The final results showed the risk of the primary outcome of the trial was decreased 27% and death from all causes was decreased by 25% in the group treated to less than 120 mm Hg, compared to the group treated to less than 140 mm Hg.
“One criticism of the original SPRINT findings was that, of the components of the primary outcome, only heart failure and death due to CVD were significantly lower in the intensively treated group,” Cora E. Lewis, professor and chair of the Department of Epidemiology in the University of Alabama at Birmingham School of Public Health, and primary investigator of the study. “The final results found that risk of heart attack, along with heart failure, and death from CVD, was significantly lower in the group treated to less than 120, and the risk of the primary outcome excluding heart failure was still significantly lower in the more intensively treated group.”

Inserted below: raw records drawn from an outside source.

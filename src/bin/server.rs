//! Parley server binary backing the browser front-end.
//! Run with: cargo run --bin parley-server

use std::process::ExitCode;

use parley_agent::start_parley_agent;

fn main() -> ExitCode {
    start_parley_agent::run_server()
}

SPRINT also collected data on safety of the interventions. The investigators anticipated that serious adverse events, including hospitalizations overall, as well as hospitalizations and emergency room visits for specific conditions of interest, might be related to more intensive treatment of blood-pressure with medicines. The final paper reports that overall serious adverse events did not differ, but there were more cases of some of the conditions of interest in the group treated to SBP of less than 120, including low blood-pressure, fainting and acute injury to the kidneys, which usually resolved within one year. Falls leading to injury did not differ.
Hypertension, high blood-pressure, is a hugely important risk factor for the leading cause of death worldwide: cardiovascular disease or CVD, Rahman said.
“CVD has been the number one killer in the U.S. for decades, even in 2020, when we were dealing with COVID-19, which was the number three killer that year in the U.S. Elevated blood-pressure is the leading contributor to preventable deaths worldwide of 67 risk factors studied (including tobacco),” Rahman said. “The take-home message from SPRINT is to talk to your doctor about your blood-pressure to determine a good goal for you based on your overall cardiovascular disease risk. Then work with your doctor to achieve that goal.”
Before the SPRINT trial, research had shown that treating high blood-pressure helped decrease risk of CVD, but the optimum SBP goal was unknown. In 2007, a group of experts in high blood-pressure research suggested that determining the appropriate goal of SBP to reduce the risk of heart disease was of the utmost importance in preventing complications from hypertension.
“We know a lot about how to prevent and treat hypertension and SPRINT continues to greatly expand this knowledge, including the benefits of treatment on the heart, kidney and brain,” said David Goff, director of the Division of Cardiovascular Sciences at NHLBI. “As we implement what we know, more research is still needed to develop more effective prevention strategies for hypertension, improve its monitoring and control, and reduce the large health disparities associated with this disorder. Research teams supported by the NIH are continuing to work on these challenges.”
Nearly half of adults age 20 years and older in the United States have high blood-pressure, which is defined as SBP of 130 or more or diastolic blood pressure (the lower number) of 80 or more.
In addition to primary sponsorship by the NHLBI, SPRINT was co-sponsored by the NIH’s National Institute of Diabetes and Digestive and Kidney Diseases, the National Institute of Neurological Disorders and Stroke, and the National Institute on Aging.
Institutions involved with the SPRINT study: University of Alabama at Birmingham; University Hospitals Cleveland Medical Center and Case Western Reserve University; National Heart, Blood and Lung Institute; University of Utah School of Medicine; University of Tennessee Health Science Center; Wake Forest School of Medicine; and Tulane University School of Public Health and Tropical Medicine.